At the precinct there was a note from the medical examiner's office. They wanted to know if “John Doe number nine-eighty-nine” could be released from the morgue. The medical examiner wanted to dispose of the cadaver. It would go either to the Wayne State University Medical School or to a private research organization upstate. Mulheisen talked to Dr. Brennan, the autopsist.

“I don't see why we can't clear this one, Mul,” Brennan said. “There isn't any legal action pending, is there?”

“No, but I'm working on some related material. Can't you just bury him? Then if we have to, we can dig him up again.”

“We could, but that costs the county money. The other way we make money.”
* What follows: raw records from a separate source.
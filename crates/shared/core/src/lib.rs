//! Tiller Core Domain
//!
//! Pure domain types for the Tiller market maker.
//! This crate contains no async, no I/O, and is 100% unit testable.

pub mod entities;
pub mod values;

// Re-export commonly used types at crate root
pub use entities::{ClientId, Inventory, ModelState, Order, OrderType, PriceSnapshot, Side};
pub use values::{Price, Quantity, Symbol, Timestamp};
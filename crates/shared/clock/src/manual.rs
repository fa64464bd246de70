use chrono::Duration;
use std::sync::RwLock;
use tiller_core::Timestamp;
use tiller_ports::Clock;

/// Clock that only moves when explicitly advanced
///
/// Shared between the cycle under test and the test body through an `Arc`.
pub struct ManualClock {
    current: RwLock<Timestamp>,
}

impl ManualClock {
    pub fn new(start: Timestamp) -> Self {
        Self {
            current: RwLock::new(start),
        }
    }

    /// Move time forward by `duration`
    pub fn advance(&self, duration: Duration) {
        let mut current = self.current.write().unwrap_or_else(|e| e.into_inner());
        *current += duration;
    }

    /// Jump to an explicit time. May move backwards.
    pub fn set(&self, time: Timestamp) {
        let mut current = self.current.write().unwrap_or_else(|e| e.into_inner());
        *current = time;
    }
}

impl Clock for ManualClock {
    fn now(&self) -> Timestamp {
        *self.current.read().unwrap_or_else(|e| e.into_inner())
    }

    fn name(&self) -> &str {
        "ManualClock"
    }
}
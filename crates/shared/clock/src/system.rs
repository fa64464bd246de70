use chrono::Utc;
use tiller_core::Timestamp;
use tiller_ports::Clock;

/// Real system clock for production use
///
/// This simply returns the current wall-clock time.
pub struct SystemClock;

impl SystemClock {
    pub fn new() -> Self {
        Self
    }
}

impl Default for SystemClock {
    fn default() -> Self {
        Self::new()
    }
}

impl Clock for SystemClock {
    fn now(&self) -> Timestamp {
        Utc::now()
    }

    fn name(&self) -> &str {
        "SystemClock"
    }
}
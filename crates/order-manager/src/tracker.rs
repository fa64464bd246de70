//! In-flight order tracking
//!
//! The remote order view lags behind submissions: an order placed in one pulse
//! may not be listed by the next fetch. Without compensation the next pulse
//! would see an empty side and place the same quote again.
//!
//! [`OrderTracker`] remembers every order the cycle submitted until the remote
//! view shows it, and merges those in-flight orders into the view handed to the
//! reconciler.
//!
//! An entry the remote view keeps missing (its submission failed, or it filled
//! before it ever showed up) is given up after `max_unconfirmed_pulses` views,
//! so the side it held can be quoted again.

use log::{debug, warn};
use rand::Rng;
use serde::{Deserialize, Serialize};
use std::collections::{HashMap, HashSet, VecDeque};

use tiller_core::{ClientId, Order};

use crate::error::{Error, Result};

/// Tracker configuration
#[derive(Debug, Clone, PartialEq, Eq, Serialize, Deserialize)]
pub struct TrackerConfig {
    /// Maximum number of in-flight orders remembered. The oldest is evicted
    /// when a new one arrives at capacity.
    pub max_tracked: usize,
    /// Remote views an entry may be missing from before it is dropped. Must
    /// exceed the venue's visibility lag.
    pub max_unconfirmed_pulses: usize,
}

impl Default for TrackerConfig {
    fn default() -> Self {
        Self {
            max_tracked: 64,
            max_unconfirmed_pulses: 3,
        }
    }
}

#[derive(Debug)]
struct TrackedOrder {
    order: Order,
    /// Consecutive remote views that did not list this order
    missed_views: usize,
}

/// Orders submitted by this process that the remote view has not shown yet
#[derive(Debug, Default)]
pub struct OrderTracker {
    config: TrackerConfig,
    orders: HashMap<ClientId, TrackedOrder>,
    /// Insertion order of `orders` keys
    sequence: VecDeque<ClientId>,
}

impl OrderTracker {
    pub fn new(config: TrackerConfig) -> Self {
        Self {
            config,
            orders: HashMap::new(),
            sequence: VecDeque::new(),
        }
    }

    /// Remember an order about to be submitted
    ///
    /// The order must carry a client id that is not already tracked.
    pub fn track(&mut self, order: Order) -> Result<()> {
        let client_id = order.client_id.ok_or(Error::MissingClientId)?;
        if self.orders.contains_key(&client_id) {
            return Err(Error::DuplicateClientId(client_id));
        }

        let capacity = self.config.max_tracked.max(1);
        while self.orders.len() >= capacity {
            let Some(oldest) = self.sequence.pop_front() else {
                break;
            };
            if let Some(evicted) = self.orders.remove(&oldest) {
                warn!(
                    "Tracker full ({}), evicting oldest in-flight order {}",
                    capacity, evicted.order
                );
            }
        }

        debug!("Tracking {}", order);
        self.orders.insert(
            client_id,
            TrackedOrder {
                order,
                missed_views: 0,
            },
        );
        self.sequence.push_back(client_id);
        Ok(())
    }

    /// Merge the remote view with orders still in flight
    ///
    /// Returns every remote order (duplicates by client id, then exchange id,
    /// removed) followed by every tracked order whose client id the remote view
    /// does not contain, in the order they were tracked. Tracked orders the
    /// remote view does contain are forgotten, and so are orders it has now
    /// missed more than `max_unconfirmed_pulses` times.
    pub fn existing_orders(&mut self, remote: &[Order]) -> Vec<Order> {
        let mut seen_client_ids = HashSet::new();
        let mut seen_exchange_ids = HashSet::new();
        let mut existing = Vec::with_capacity(remote.len() + self.orders.len());

        for order in remote {
            if let Some(client_id) = order.client_id {
                if !seen_client_ids.insert(client_id) {
                    continue;
                }
            }
            if let Some(exchange_id) = order.exchange_order_id.as_deref() {
                if !seen_exchange_ids.insert(exchange_id) {
                    continue;
                }
            }
            existing.push(order.clone());
        }

        let max_missed = self.config.max_unconfirmed_pulses;
        let mut confirmed = 0;
        self.orders.retain(|id, tracked| {
            if seen_client_ids.contains(id) {
                confirmed += 1;
                return false;
            }
            tracked.missed_views += 1;
            if tracked.missed_views > max_missed {
                warn!(
                    "Giving up on {}: not seen in {} remote views",
                    tracked.order, tracked.missed_views
                );
                return false;
            }
            true
        });
        let orders = &self.orders;
        self.sequence.retain(|id| orders.contains_key(id));
        if confirmed > 0 {
            debug!("{} tracked order(s) now visible remotely", confirmed);
        }

        existing.extend(self.tracked_orders().cloned());
        existing
    }

    /// Forget a tracked order. Unknown ids are ignored.
    pub fn untrack(&mut self, client_id: ClientId) -> Option<Order> {
        let removed = self.orders.remove(&client_id)?.order;
        self.sequence.retain(|id| *id != client_id);
        debug!("Untracked {}", removed);
        Some(removed)
    }

    /// Draw a client id not currently tracked
    pub fn next_client_id<R: Rng>(&self, rng: &mut R) -> ClientId {
        loop {
            let candidate = ClientId::new(rng.r#gen());
            if !self.orders.contains_key(&candidate) {
                return candidate;
            }
        }
    }

    pub fn contains(&self, client_id: ClientId) -> bool {
        self.orders.contains_key(&client_id)
    }

    pub fn len(&self) -> usize {
        self.orders.len()
    }

    pub fn is_empty(&self) -> bool {
        self.orders.is_empty()
    }

    /// Tracked orders, oldest first
    pub fn tracked_orders(&self) -> impl Iterator<Item = &Order> {
        self.sequence
            .iter()
            .filter_map(|id| self.orders.get(id))
            .map(|tracked| &tracked.order)
    }
}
“You mean you're selling corpses?” Mulheisen said.

“I wouldn't say ‘selling,’ “ Brennan replied. “We are compensated. It isn't much, but it helps to keep the refrigerators running. Have you gotten anywhere on an identification? If he had some relatives, or even some friends, we could cheerfully release the body for burial.”

Mulheisen admitted that he hadn't been able to identify the man. Probably there was no reason to hold the body, but somehow he was reluctant to let it go.

“If he goes to the med school or this other place, this research outfit, he'll be all chopped up and disappear, won't he?” Mulheisen asked.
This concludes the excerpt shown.